Mandy Gustafson, lead medical technologist for microbiology, performs COVID testing in the laboratory at Johns Hopkins All Children's.

Mandy Gustafson, lead medical technologist for microbiology, performs COVID testing in the laboratory at Johns Hopkins All Children's.

Published in Johns Hopkins All Children's Hospital - Spring 2021

One year ago this month, we began to understand the reach of COVID-19. This is part of a periodic series at HopkinsAllChildrens.org/Stories on various ways the pandemic has made an impact.

Yanice Maldonado decided to put the cold Connecticut weather behind her and move near family in Florida.

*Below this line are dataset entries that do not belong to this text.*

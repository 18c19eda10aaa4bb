//! RTMP relay example
//!
//! Run with: cargo run --example relay_server [BIND_ADDR] [INGEST_HOST]
//!
//! Examples:
//!   cargo run --example relay_server                          # 0.0.0.0:1935, serve everyone locally
//!   cargo run --example relay_server 127.0.0.1:1936           # custom bind address
//!   cargo run --example relay_server 0.0.0.0:1935 origin.lan  # mirror remote peers to origin.lan:1935
//!
//! ## Publishing
//!
//!   ffmpeg -re -i input.mp4 -c copy -f flv rtmp://localhost/live/test_key
//!
//! ## Playing
//!
//!   ffplay rtmp://localhost/live/test_key
//!
//! Players may start before the publisher; they wait until it arrives.

use std::net::SocketAddr;
use std::time::Duration;

use rtmp_relay::{EventKind, RelayServer, ServerConfig};

fn print_usage() {
    eprintln!("Usage: relay_server [BIND_ADDR] [INGEST_HOST]");
    eprintln!();
    eprintln!("BIND_ADDR    address to listen on (default 0.0.0.0:1935)");
    eprintln!("INGEST_HOST  upstream host remote peers are mirrored to");
}

fn parse_bind_addr(s: &str) -> Result<SocketAddr, String> {
    if s == "localhost" {
        return Ok(SocketAddr::from(([127, 0, 0, 1], 1935)));
    }
    s.parse()
        .or_else(|_| format!("{}:1935", s).parse())
        .map_err(|_| format!("invalid bind address '{}'", s))
}

#[tokio::main]
async fn main() -> Result<(), Box<dyn std::error::Error>> {
    let args: Vec<String> = std::env::args().collect();

    if args.iter().any(|a| a == "--help" || a == "-h") {
        print_usage();
        return Ok(());
    }

    let bind_addr = match args.get(1) {
        Some(addr) => match parse_bind_addr(addr) {
            Ok(addr) => addr,
            Err(e) => {
                eprintln!("Error: {}", e);
                print_usage();
                std::process::exit(1);
            }
        },
        None => SocketAddr::from(([0, 0, 0, 0], 1935)),
    };

    tracing_subscriber::fmt()
        .with_env_filter(
            tracing_subscriber::EnvFilter::from_default_env()
                .add_directive("rtmp_relay=debug".parse()?)
                .add_directive("relay_server=info".parse()?),
        )
        .init();

    let mut config = ServerConfig::with_addr(bind_addr).pull_allow("*");
    if let Some(host) = args.get(2) {
        config = config.ingest(host.as_str());
    }

    let (server, mut events) = RelayServer::new(config);

    tokio::spawn(async move {
        while let Some(event) = events.recv().await {
            let stream = &event.stream;
            match &event.kind {
                EventKind::Publish | EventKind::DonePublish | EventKind::Play | EventKind::DonePlay => {
                    tracing::info!(
                        session_id = stream.session_id,
                        remote = event.remote,
                        path = %stream.path,
                        user_id = %stream.user_id,
                        play_url = %stream.play_url,
                        "{:?}",
                        event.kind
                    );
                }
                EventKind::Codec(codec) => {
                    tracing::info!(
                        session_id = stream.session_id,
                        audio = %codec.audio.codec_name,
                        samplerate = codec.audio.samplerate,
                        video = %codec.video.codec_name,
                        width = codec.video.width,
                        height = codec.video.height,
                        "Codec"
                    );
                }
                EventKind::Error(e) | EventKind::SocketError(e) | EventKind::IngestError(e) => {
                    tracing::warn!(session_id = stream.session_id, error = %e, "Session error");
                }
                other => tracing::debug!(session_id = stream.session_id, event = ?other, "Event"),
            }
        }
    });

    let server = std::sync::Arc::new(server);
    let reporter = server.clone();
    tokio::spawn(async move {
        let mut tick = tokio::time::interval(Duration::from_secs(30));
        loop {
            tick.tick().await;
            let stats = reporter.stats();
            tracing::info!(
                connections = stats.active_connections,
                streams = stats.active_streams,
                bytes_in = stats.total_bytes_received,
                bytes_out = stats.total_bytes_sent,
                "Stats"
            );
        }
    });

    server
        .run_until(async {
            let _ = tokio::signal::ctrl_c().await;
        })
        .await?;
    Ok(())
}
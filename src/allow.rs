//! IP allow-lists for publish and play authorization

use std::fmt;
use std::net::IpAddr;
use std::str::FromStr;

const ANY: [&str; 2] = ["*", "all"];
const LOCAL: [&str; 2] = ["local", "localhost"];

/// A set of IP addresses or aliases allowed to publish or play
///
/// Entries are IP literals or one of the aliases `*`/`all` (any peer) and
/// `local`/`localhost` (loopback, v4-mapped v6 included).
#[derive(Debug, Clone, PartialEq, Eq, Default)]
pub struct AllowType {
    entries: Vec<String>,
}

impl AllowType {
    pub fn new<I, S>(entries: I) -> Self
    where
        I: IntoIterator<Item = S>,
        S: Into<String>,
    {
        Self {
            entries: entries
                .into_iter()
                .map(Into::into)
                .map(|e| e.trim().to_string())
                .filter(|e| !e.is_empty())
                .collect(),
        }
    }

    /// Allows every peer
    pub fn all() -> Self {
        Self::new(["*", "all", "0.0.0.0"])
    }

    /// Allows loopback peers only
    pub fn local() -> Self {
        Self::new(["local", "localhost", "127.0.0.1", "::1", "::ffff:127.0.0.1"])
    }

    /// Allows nobody
    pub fn none() -> Self {
        Self::default()
    }

    pub fn entries(&self) -> &[String] {
        &self.entries
    }

    pub fn is_empty(&self) -> bool {
        self.entries.is_empty()
    }

    pub fn check(&self, ip: IpAddr) -> bool {
        let ip = ip.to_canonical();
        self.entries.iter().any(|entry| {
            let name = entry.to_ascii_lowercase();
            if ANY.contains(&name.as_str()) {
                return true;
            }
            if LOCAL.contains(&name.as_str()) {
                return ip.is_loopback();
            }
            match name.parse::<IpAddr>() {
                Ok(allowed) => allowed.to_canonical() == ip,
                Err(_) => name == ip.to_string(),
            }
        })
    }
}

impl FromStr for AllowType {
    type Err = std::convert::Infallible;

    /// Comma-separated entries
    fn from_str(s: &str) -> Result<Self, Self::Err> {
        Ok(Self::new(s.split(',')))
    }
}

impl From<&str> for AllowType {
    fn from(s: &str) -> Self {
        Self::new(s.split(','))
    }
}

impl From<Vec<String>> for AllowType {
    fn from(entries: Vec<String>) -> Self {
        Self::new(entries)
    }
}

impl fmt::Display for AllowType {
    fn fmt(&self, f: &mut fmt::Formatter<'_>) -> fmt::Result {
        write!(f, "{}", self.entries.join(","))
    }
}
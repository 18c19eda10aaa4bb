//! RTMP relay listener
//!
//! Handles the TCP accept loop and spawns one task per connection, served
//! locally or mirrored to the ingest host.

use std::future::Future;
use std::net::SocketAddr;
use std::sync::Arc;
use std::time::Duration;

use tokio::net::{TcpListener, TcpStream};
use tokio::sync::{mpsc, Semaphore};

use crate::error::Result;
use crate::events::{EventSender, RelayEvent};
use crate::registry::Registry;
use crate::server::config::ServerConfig;
use crate::server::connection::{serve_local, ConnectionContext};
use crate::server::edge::{is_remote, serve_remote};
use crate::stats::{RelayStats, ServerStats};

/// RTMP relay server
pub struct RelayServer {
    ctx: ConnectionContext,
    connection_semaphore: Option<Arc<Semaphore>>,
}

impl RelayServer {
    /// Create a server and the receiver for its events
    pub fn new(config: ServerConfig) -> (Self, mpsc::UnboundedReceiver<RelayEvent>) {
        let (events, rx) = EventSender::channel();
        (Self::with_events(config, events), rx)
    }

    /// Create a server that reports to `events`
    pub fn with_events(config: ServerConfig, events: EventSender) -> Self {
        let connection_semaphore = if config.max_connections > 0 {
            Some(Arc::new(Semaphore::new(config.max_connections)))
        } else {
            None
        };

        Self {
            ctx: ConnectionContext {
                registry: Arc::new(Registry::new()),
                config: Arc::new(config),
                stats: Arc::new(RelayStats::new()),
                events,
            },
            connection_semaphore,
        }
    }

    /// Get a reference to the stream registry
    pub fn registry(&self) -> &Arc<Registry> {
        &self.ctx.registry
    }

    pub fn config(&self) -> &ServerConfig {
        &self.ctx.config
    }

    /// Current connection and traffic counters
    pub fn stats(&self) -> ServerStats {
        self.ctx.stats.snapshot(self.ctx.registry.publisher_count())
    }

    /// Get the bind address
    pub fn bind_addr(&self) -> SocketAddr {
        self.ctx.config.bind_addr
    }

    /// Bind and run the server
    ///
    /// This method blocks until the listener fails.
    pub async fn run(&self) -> Result<()> {
        let listener = TcpListener::bind(self.ctx.config.bind_addr).await?;
        self.serve(listener).await
    }

    /// Run the server with graceful shutdown
    pub async fn run_until<F>(&self, shutdown: F) -> Result<()>
    where
        F: Future<Output = ()>,
    {
        let listener = TcpListener::bind(self.ctx.config.bind_addr).await?;
        tokio::select! {
            _ = shutdown => {
                tracing::info!("Shutdown signal received");
                Ok(())
            }
            result = self.serve(listener) => result,
        }
    }

    /// Accept connections on an already bound listener
    pub async fn serve(&self, listener: TcpListener) -> Result<()> {
        tracing::info!(
            addr = %listener.local_addr()?,
            ingest = ?self.ctx.config.ingest,
            "RTMP relay listening"
        );

        let mut failures = 0u32;
        loop {
            match listener.accept().await {
                Ok((socket, peer_addr)) => {
                    failures = 0;
                    self.handle_connection(socket, peer_addr);
                }
                Err(e) => {
                    failures = failures.saturating_add(1);
                    let delay = accept_backoff(failures);
                    tracing::error!(error = %e, retry_in = ?delay, "Failed to accept connection");
                    tokio::time::sleep(delay).await;
                }
            }
        }
    }

    fn handle_connection(&self, socket: TcpStream, peer_addr: SocketAddr) {
        // Check connection limit
        let permit = match &self.connection_semaphore {
            Some(sem) => match sem.clone().try_acquire_owned() {
                Ok(permit) => Some(permit),
                Err(_) => {
                    tracing::warn!(peer = %peer_addr, "Connection rejected: limit reached");
                    self.ctx.stats.connection_rejected();
                    return;
                }
            },
            None => None,
        };

        if let Err(e) = self.configure_socket(&socket) {
            tracing::error!(error = %e, "Failed to configure socket");
            return;
        }

        let local_ip = match socket.local_addr() {
            Ok(addr) => addr.ip(),
            Err(e) => {
                tracing::error!(error = %e, "Failed to read local address");
                return;
            }
        };
        let ingest = self
            .ctx
            .config
            .ingest
            .clone()
            .filter(|_| is_remote(peer_addr.ip(), local_ip))
            .map(|host| (host, self.ctx.config.ingest_port));

        tracing::debug!(peer = %peer_addr, remote = ingest.is_some(), "New connection");

        let ctx = self.ctx.clone();
        tokio::spawn(async move {
            let _permit = permit;
            ctx.stats.connection_opened();

            let result = match ingest {
                Some(ingest) => serve_remote(socket, peer_addr, ingest, ctx.clone()).await,
                None => serve_local(socket, peer_addr, ctx.clone()).await,
            };
            if let Err(e) = result {
                tracing::debug!(peer = %peer_addr, error = %e, "Connection error");
            }

            ctx.stats.connection_closed();
            tracing::debug!(peer = %peer_addr, "Connection closed");
        });
    }

    fn configure_socket(&self, socket: &TcpStream) -> std::io::Result<()> {
        if self.ctx.config.tcp_nodelay {
            socket.set_nodelay(true)?;
        }
        Ok(())
    }
}

/// Pause after consecutive accept failures, such as running out of file
/// descriptors: 10 ms doubling up to one second
fn accept_backoff(failures: u32) -> Duration {
    let exponent = failures.saturating_sub(1).min(7);
    Duration::from_millis(10 << exponent).min(Duration::from_secs(1))
}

She had experience as a microbiologist in an academic medical setting and set her sights on a job at Johns Hopkins All Children’s Hospital. “I was looking for some place well known with good values,” she says. “I thought, I know Johns Hopkins.” So, she started her new job.

It was February 2020.

Little did Maldonado know that just a month into her new job, she would be called upon to supervise testing related to a pandemic. Shortly after starting as microbiology manager, she also took on a role leading the immunology team. Those are the primary lab groups responsible for COVID-19 testing at the hospital.

“I love a challenge, so I went with it,” she says, a year after testing for the coronavirus became part of her daily routine.

Validating Testing Platforms

Initially, Johns Hopkins All Children’s was only testing symptomatic patients and employees. The hospital halted elective surgeries and the first tests were sent to the Health Department or Tampa General Hospital as Johns Hopkins All Children’s ramped up its in-house testing capacity.

“It was very challenging,” says Vicky Harris, pathology and lab director at Johns Hopkins All Children’s. “When the pandemic first started, it was communicated that the virus wasn’t really an issue with children, so freestanding pediatric hospitals had greater obstacles obtaining testing supplies. Vendors/manufacturers rationed supplies and adult hospitals in the pandemic epicenters received their allotment first.” 

As Sarah Dodge, a medical technologist in the immunology lab, ran tests to validate the first platform, she ran into a problem of not having enough positive samples.

Most of the early tests at Johns Hopkins All Children’s were negative, which was good for the patients but made it difficult to validate testing platforms. Proving a testing platform works requires a positive clinical sample, which Maldonado’s team was able to obtain from The Johns Hopkins Hospital, which had many COVID-19 cases in Baltimore at the time.

“The validation had to be stringent because these were all emergency use authorization (EUA) tests,” Maldonado says. “So, we needed positive COVID samples. Baltimore sent some positive samples.”

By March 30, Jimmy Lenas, another medical technologist, was trained to perform patient testing and Johns Hopkins All Children’s was conducting testing in house on its first validated platform. Over the course of the rest of 2020, the team validated more platforms, finishing the year with five.

How It Works

A year into the pandemic, many are familiar with the first stage of testing, a nasal swab that collects the sample. But what happens next?

When the sample comes to the lab, the first step is triage to determine what testing platform is appropriate. The tests are complex and supplies for the various platforms — particularly the faster ones — are limited. Most tests are done in batches, generally up to 34 at a time for the slower tests and up to 16 for some of the tests that must be run more quickly. Once a batch is started, most platforms don’t allow you to add samples until the test is complete, so test prioritization is key.

For instance, a trauma patient who needs treatment quickly might receive a “stat” test that produces quick results while a patient who is scheduled for surgery the next day might receive a slower test that has more plentiful supply.

“That’s our first step, deciding what platform and what time frame,” Maldonado says. “The tests are highly complex and require a certain incubation period.”

Once the testing platform is chosen, the analysis is performed in a negative pressure room, which allows outside air in but restricts air that flows out so that it must pass through a filter. This is a common technique to contain infectious viruses. Lab members performing COVID-19 testing generally wear an air-purifying respirator called a PAPR, which keeps them safe but can be cumbersome to wear for several hours. A routine COVID-19 test takes about four hours, an urgent one two hours and the fastest “stat” tests can be completed in about an hour.

“It takes a long time, which can be uncomfortable while wearing the respirators and other PPE,” Maldonado says. “It’s been challenging for the staff. It’s cumbersome to work with the personal protective equipment that is required, but they’re doing it, and they’re doing great at it.”

Maldonado credits her team with incorporating COVID-19 testing into an already full workload of other necessary sample analysis for the hospital’s patients.

“This pandemic showed everyone how important the laboratory is for patient care and diagnosis,” Harris says. “Without the laboratory and the ability to test for COVID-19, the hospital could not have responded and resumed services as usual.”